On le voit, ce sont de nouveaux types d’entreprises qui, selon l’analyse de Udayan Dhar & Ronald Fry, se créent à partir de plusieurs facteurs : de fortes convictions sociales et environnementales, une vision à long terme (avec une prise de risque à court terme), l’incorporation d’une approche circulaire de l’économie, un élargissement de son périmètre de coopération, et une identification de l’organisation elle-même comme acteur pour un impact social et environnemental positif (« Innovating to Flourish- Towards a Theory of Organizing for Positive Impact », dans « The Business of Building a Better World- The Leadership Revolution That is Changing Everything », de David Cooperrider & Audrey Selian, BK, 2023).

Il pourrait s’agir d’initiatives qui seront de plus en plus valorisées et désirables socialement (avec donc une capacité à attirer des ressources et talents) ouvrant la possibilité non seulement d’avancer dans la durabilité et le maintien de ce qui assure notre survie, mais aussi dans la création d’une économie florissante (« flourishing »).

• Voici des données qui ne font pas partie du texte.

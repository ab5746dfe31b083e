use crate::api::models::{ModelList, RequestBody};
use crate::config::{normalize_api_base, Config};
use crate::error::{Result, WeatherbotError};
use reqwest::header::{HeaderMap, HeaderValue, AUTHORIZATION, CONTENT_TYPE};
use serde_json::Value;
use std::time::Duration;

/// Client for an OpenAI-compatible chat-completions server.
#[derive(Debug, Clone)]
pub struct ChatClient {
    http: reqwest::Client,
    api_base: String,
}

impl ChatClient {
    pub fn new(endpoint: &str, api_key: Option<&str>, timeout_secs: u64) -> Result<Self> {
        let mut headers = HeaderMap::new();
        if let Some(api_key) = api_key {
            headers.insert(
                AUTHORIZATION,
                HeaderValue::from_str(&format!("Bearer {}", api_key)).map_err(|e| {
                    WeatherbotError::Config(format!("Invalid authorization header: {}", e))
                })?,
            );
        }
        headers.insert(CONTENT_TYPE, HeaderValue::from_static("application/json"));

        let http = reqwest::Client::builder()
            .default_headers(headers)
            .timeout(Duration::from_secs(timeout_secs))
            .build()?;

        Ok(Self {
            http,
            api_base: normalize_api_base(endpoint),
        })
    }

    pub fn from_config(config: &Config) -> Result<Self> {
        Self::new(
            &config.api_base,
            config.api_key.as_deref(),
            config.request_timeout,
        )
    }

    pub fn api_base(&self) -> &str {
        &self.api_base
    }

    /// POST `/chat/completions` and return the decoded response body.
    pub async fn chat(&self, request_body: &RequestBody) -> Result<Value> {
        let url = format!("{}/chat/completions", self.api_base);
        let response = self.http.post(&url).json(request_body).send().await?;

        if !response.status().is_success() {
            let status = response.status().as_u16();
            let message = response
                .text()
                .await
                .unwrap_or_else(|_| "Unknown error".to_string());
            return Err(WeatherbotError::Api { status, message });
        }

        let text = response.text().await?;
        Ok(serde_json::from_str(&text)?)
    }

    /// GET `/models` and return the served model ids.
    pub async fn list_models(&self) -> Result<Vec<String>> {
        let url = format!("{}/models", self.api_base);
        let response = self.http.get(&url).send().await?;

        if !response.status().is_success() {
            let status = response.status().as_u16();
            let message = response
                .text()
                .await
                .unwrap_or_else(|_| "Unknown error".to_string());
            return Err(WeatherbotError::Api { status, message });
        }

        let models: ModelList = response.json().await?;
        Ok(models.data.into_iter().map(|m| m.id).collect())
    }
}
use chrono::{DateTime, Duration, FixedOffset, Local, NaiveDate, NaiveDateTime, Offset, Timelike, Utc};
use rand::seq::SliceRandom;
use rand::Rng;
use serde::de::DeserializeOwned;
use serde::{Deserialize, Deserializer, Serialize};
use std::collections::BTreeMap;

use super::dispatch::ToolContext;
use super::outcome::{ErrorKind, ToolOutcome};

pub const MIN_FORECAST_DAYS: i64 = 1;
pub const MAX_FORECAST_DAYS: i64 = 5;
/// The forecast endpoint returns 3-hourly slots.
const SLOTS_PER_DAY: usize = 8;
const MAX_FORECAST_SLOTS: usize = 40;
/// Hour of day whose slot best represents the day.
const TARGET_HOUR: i64 = 14;

const SIMULATED_NOTE: &str = "This is simulated data. Please add a valid OpenWeatherMap API key.";
const SIMULATED_FORECAST_NOTE: &str =
    "This is simulated forecast data. Please add a valid OpenWeatherMap API key.";
const SIMULATED_CONDITIONS: &[&str] = &["sunny", "cloudy", "rainy", "snowy"];
const SIMULATED_FORECAST_CONDITIONS: &[&str] = &[
    "Clear Sky",
    "Scattered Clouds",
    "Light Rain",
    "Heavy Rain",
    "Thunderstorm",
];

#[derive(Debug, Clone, Copy, Default, PartialEq, Eq)]
pub enum TemperatureUnit {
    #[default]
    Celsius,
    Fahrenheit,
}

impl TemperatureUnit {
    pub fn symbol(&self) -> &'static str {
        match self {
            TemperatureUnit::Celsius => "°C",
            TemperatureUnit::Fahrenheit => "°F",
        }
    }

    /// `units` query value understood by OpenWeatherMap.
    pub fn api_units(&self) -> &'static str {
        match self {
            TemperatureUnit::Celsius => "metric",
            TemperatureUnit::Fahrenheit => "imperial",
        }
    }

    pub fn from_celsius(&self, celsius: f64) -> f64 {
        match self {
            TemperatureUnit::Celsius => celsius,
            TemperatureUnit::Fahrenheit => celsius * 9.0 / 5.0 + 32.0,
        }
    }
}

Les trois niveaux – individuel, collectif et systémique – sont interdépendants et en synergie

Aucun à lui seul ne suffit à expliquer le succès, mais de nombreux exemples montrent que des organisations avec des dirigeants inspirés, capables d’anticiper et d’innover tout en préservant leur intégrité ; des collectifs engagés par conviction, grâce à des dialogues constructifs ; et enfin une insertion active dans un écosystème élargi, peuvent non seulement s’adapter pour mieux faire face aux pressants enjeux actuels, mais aussi se développer, s’épanouir et contribuer positivement au monde en générant des bénéfices partagés.